The "Traction-First" Pattern
Every company in the top 10 has Market Traction as its strongest or second-strongest dimension. Not a single company leads with Autonomy Depth. This is a market where companies are optimizing for customer acquisition and revenue, then retrofitting autonomy. The structural question: will the market reward this approach, or will a "deep autonomy first" entrant leapfrog the current leaders?
Methodology
Five dimensions, 100-point weighted composite scale. Every score traces to structural evidence.
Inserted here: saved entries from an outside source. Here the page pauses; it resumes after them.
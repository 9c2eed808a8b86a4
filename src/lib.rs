pub mod ciphertext;
pub mod config;
pub mod context;
pub mod dataset;
pub mod error;
pub mod keys;
pub mod params;
pub mod pipeline;

pub use ciphertext::{Ciphertext, Plaintext};
pub use context::{CryptoContext, Feature};
pub use error::{ConfigError, DatasetError, Error};
pub use keys::{KeyPair, PublicKey, SecretKey};
pub use params::{select_scheme, Parameters, Scheme, SecurityLevel};
pub use pipeline::{Arithmetic, PipelineConfig, Reduction, Report};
SBPI Dimensions — AI Agent Vertical
Classification Criteria
Of 1,672 AI companies in the YC ecosystem, 677 (40.5%) met the structural criteria for "true AI agent" classification:
- Autonomous task execution: The system can complete multi-step tasks without human intervention at each step
- Multi-step reasoning: The system chains decisions across multiple actions, not just single-turn responses
- Tool integration: The system uses external tools, APIs, or data sources as part of its workflow
- Persistent state: The system maintains context across interactions and adapts based on prior outcomes
Companies that failed classification were categorized as: chatbot (single-turn), wrapper (thin layer over foundation model), fine-tuning service (model customization, not agent deployment), or platform/infrastructure (enables agents but does not deploy them).
Data Sources
- YC Company Database: Batch data, founding dates, team size, category classification
- Crunchbase: Funding rounds, valuations, investor composition, financial signals
- GitHub: Commit velocity, repository activity, open-source engagement, documentation depth
- API Documentation: Endpoint coverage, SDK availability, integration breadth, developer experience quality
- Product Hunt / G2: User reviews, adoption velocity, competitive comparison signals
- Public Filings & Press: Revenue disclosures, partnership announcements, regulatory filings
Scoring Process
- Nightly pipeline: Automated extraction from data sources listed above. Each dimension scored independently using structural evidence, not sentiment.
- Composite calculation:
Composite = (MC × 0.20) + (MT × 0.25) + (PE × 0.20) + (AD × 0.20) + (CD × 0.15) - Tier classification: W12-2026 is the baseline week. All companies are classified as "Emerging." Tier promotions (Established, Leader) require 4+ consecutive weeks of scoring with upward delta trends.
- Evidence chain: Every dimension score traces to specific data points. No score is generated without a source document.